-- Given records follows --
//! Dispatcharr stream-profile switching
//!
//! Runs for selected profiles activate each profile through the server API
//! before tuning the proxied playlist, then put the original profile back.

use std::fmt;
use std::str::FromStr;

use reqwest::header::{ACCEPT, AUTHORIZATION, HeaderMap, HeaderValue, REFERER};
use reqwest::{Client, StatusCode};
use serde::{Deserialize, Deserializer};
use thiserror::Error;
use tracing::{debug, info};

use crate::constants::{HTTP_TIMEOUT, RAW_STREAM_MARKER};
use crate::types::Channel;

const DEFAULT_PROFILE_KEY: &str = "default-stream-profile";

#[derive(Debug, Error)]
pub enum ApiError {
    #[error("API request to {url} failed: {source}")]
    Request {
        url: String,
        #[source]
        source: reqwest::Error,
    },

    #[error("API login failed: {0}")]
    Login(String),

    #[error("Server returned {status} for {url}")]
    Status { url: String, status: StatusCode },

    #[error("Setting '{0}' not found on the server")]
    SettingNotFound(String),

    #[error("Invalid authorization token")]
    InvalidToken,
}

/// Which server profiles to test, by 1-based position in the server's list
#[derive(Debug, Clone, PartialEq, Eq)]
pub enum ProfileSelection {
    All,
    Numbers(Vec<usize>),
}

impl FromStr for ProfileSelection {
    type Err = String;

    fn from_str(s: &str) -> Result<Self, Self::Err> {
        let s = s.trim();
        if s.eq_ignore_ascii_case("all") {
            return Ok(ProfileSelection::All);
        }
        let numbers = s
            .split(',')
            .map(|part| match part.trim().parse::<usize>() {
                Ok(n) if n >= 1 => Ok(n),
                _ => Err(format!("invalid profile number '{}', use comma-separated numbers or 'all'", part.trim())),
            })
            .collect::<Result<Vec<_>, _>>()?;
        Ok(ProfileSelection::Numbers(numbers))
    }
}

impl ProfileSelection {
    /// Picks the selected profiles in the order given; out-of-range numbers are skipped.
    pub fn apply<'p>(&self, profiles: &'p [StreamProfile]) -> Vec<&'p StreamProfile> {
        match self {
            ProfileSelection::All => profiles.iter().collect(),
            ProfileSelection::Numbers(numbers) => numbers
                .iter()
                .filter_map(|n| profiles.get(n.wrapping_sub(1)))
                .collect(),
        }
    }
}

#[derive(Debug, Clone, PartialEq, Eq, Deserialize)]
pub struct StreamProfile {
    #[serde(deserialize_with = "string_or_number")]
    pub id: String,
    pub name: String,
}

/// The server setting holding the active profile
#[derive(Debug, Clone, PartialEq, Eq)]
pub struct ActiveProfile {
    pub setting_id: String,
    pub profile_id: String,
}

#[derive(Debug, Deserialize)]
struct Setting {
    #[serde(deserialize_with = "string_or_number")]
    id: String,
    key: String,
    #[serde(default, deserialize_with = "opt_string_or_number")]
    value: Option<String>,
}

#[derive(Debug, Deserialize)]
struct TokenResponse {
    access: Option<String>,
}

fn string_or_number<'de, D: Deserializer<'de>>(deserializer: D) -> Result<String, D::Error> {
    match serde_json::Value::deserialize(deserializer)? {
        serde_json::Value::String(s) => Ok(s),
        serde_json::Value::Number(n) => Ok(n.to_string()),
        other => Err(serde::de::Error::custom(format!("expected string or number, got {other}"))),
    }
}

fn opt_string_or_number<'de, D: Deserializer<'de>>(deserializer: D) -> Result<Option<String>, D::Error> {
    match serde_json::Value::deserialize(deserializer)? {
        serde_json::Value::Null => Ok(None),
        serde_json::Value::String(s) => Ok(Some(s)),
        serde_json::Value::Number(n) => Ok(Some(n.to_string())),
        other => Err(serde::de::Error::custom(format!("expected string or number, got {other}"))),
    }
}

/// Authenticated API session
pub struct DispatcharrClient {
    base_url: String,
    http: Client,
}

impl DispatcharrClient {
    /// Obtains a JWT and builds a client that sends it with every request.
    pub async fn login(base_url: &str, user_agent: &str, username: &str, password: &str) -> Result<Self, ApiError> {
        let base_url = base_url.trim_end_matches('/').to_string();
        let url = format!("{base_url}/api/accounts/token/");
        let anonymous = build_client(user_agent, HeaderMap::new()).map_err(|e| request_error(&url, e))?;

        let response = anonymous
            .post(&url)
            .json(&serde_json::json!({ "username": username, "password": password }))
            .send()
            .await
            .map_err(|e| request_error(&url, e))?;
        if !response.status().is_success() {
            return Err(ApiError::Login(format!("server returned {}", response.status())));
        }
        let token: TokenResponse = response.json().await.map_err(|e| request_error(&url, e))?;
        let access = token
            .access
            .filter(|t| !t.is_empty())
            .ok_or_else(|| ApiError::Login("login returned no token".into()))?;

        let mut headers = HeaderMap::new();
        let bearer = HeaderValue::from_str(&format!("Bearer {access}")).map_err(|_| ApiError::InvalidToken)?;
        headers.insert(AUTHORIZATION, bearer);
        headers.insert(ACCEPT, HeaderValue::from_static("application/json"));
        headers.insert("x-requested-with", HeaderValue::from_static("XMLHttpRequest"));
        if let Ok(referer) = HeaderValue::from_str(&format!("{base_url}/")) {
            headers.insert(REFERER, referer);
        }
        let http = build_client(user_agent, headers).map_err(|e| request_error(&url, e))?;

        info!("Successfully authenticated with Dispatcharr API using JWT.");
        Ok(Self { base_url, http })
    }

    /// HTTP client carrying the session token, for authenticated playlist downloads
    pub fn http(&self) -> &Client {
        &self.http
    }

    pub async fn list_profiles(&self) -> Result<Vec<StreamProfile>, ApiError> {
        self.get_json("/api/core/streamprofiles/").await
    }

    pub async fn active_profile(&self) -> Result<ActiveProfile, ApiError> {
        let settings: Vec<Setting> = self.get_json("/api/core/settings/").await?;
        settings
            .into_iter()
            .find(|s| s.key == DEFAULT_PROFILE_KEY)
            .and_then(|s| {
                Some(ActiveProfile {
                    setting_id: s.id,
                    profile_id: s.value?,
                })
            })
            .ok_or_else(|| ApiError::SettingNotFound(DEFAULT_PROFILE_KEY.into()))
    }

    pub async fn set_active_profile(&self, setting_id: &str, profile_id: &str) -> Result<(), ApiError> {
        let url = format!("{}/api/core/settings/{setting_id}/", self.base_url);
        let response = self
            .http
            .patch(&url)
            .json(&serde_json::json!({ "value": profile_id }))
            .send()
            .await
            .map_err(|e| request_error(&url, e))?;
        check_status(&url, response.status())?;
        info!("  -> Set active profile to ID: {profile_id}");
        Ok(())
    }

    async fn get_json<T: serde::de::DeserializeOwned>(&self, path: &str) -> Result<T, ApiError> {
        let url = format!("{}{path}", self.base_url);
        debug!("GET {url}");
        let response = self.http.get(&url).send().await.map_err(|e| request_error(&url, e))?;
        check_status(&url, response.status())?;
        response.json().await.map_err(|e| request_error(&url, e))
    }
}

fn build_client(user_agent: &str, headers: HeaderMap) -> reqwest::Result<Client> {
    Client::builder()
        .user_agent(user_agent)
        .default_headers(headers)
        .timeout(HTTP_TIMEOUT)
        .build()
}

fn request_error(url: &str, source: reqwest::Error) -> ApiError {
    ApiError::Request {
        url: url.to_string(),
        source,
    }
}

fn check_status(url: &str, status: StatusCode) -> Result<(), ApiError> {
    if status.is_success() {
        Ok(())
    } else {
        Err(ApiError::Status {
            url: url.to_string(),
            status,
        })
    }
}

/// How a playlist's streams reach the player
#[derive(Debug, Clone, Copy, PartialEq, Eq)]
pub enum ProfileType {
    Ffmpeg,
    Proxy,
    Direct,
}

impl ProfileType {
    /// Classifies one entry relative to the server's base URL.
    pub fn detect(channel: &Channel, server_base_url: &str) -> Self {
        if channel.name.contains(RAW_STREAM_MARKER) {
            ProfileType::Ffmpeg
        } else if channel.stream_url.contains("/proxy/") || channel.stream_url.starts_with(server_base_url) {
            ProfileType::Proxy
        } else {
            ProfileType::Direct
        }
    }

    /// Type of a whole playlist, judged by its first entry
    pub fn detect_playlist(channels: &[Channel], server_base_url: &str) -> Option<Self> {
        channels.first().map(|c| Self::detect(c, server_base_url))
    }
}

impl fmt::Display for ProfileType {
    fn fmt(&self, f: &mut fmt::Formatter<'_>) -> fmt::Result {
        f.write_str(match self {
            ProfileType::Ffmpeg => "Ffmpeg",
            ProfileType::Proxy => "Proxy",
            ProfileType::Direct => "Direct",
        })
    }
}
-- Given records concluded --
> What is needed
Read the entries above, then pull out the lines that include "password".

> Reply
    pub async fn login(base_url: &str, user_agent: &str, username: &str, password: &str) -> Result<Self, ApiError> {
            .json(&serde_json::json!({ "username": username, "password": password }))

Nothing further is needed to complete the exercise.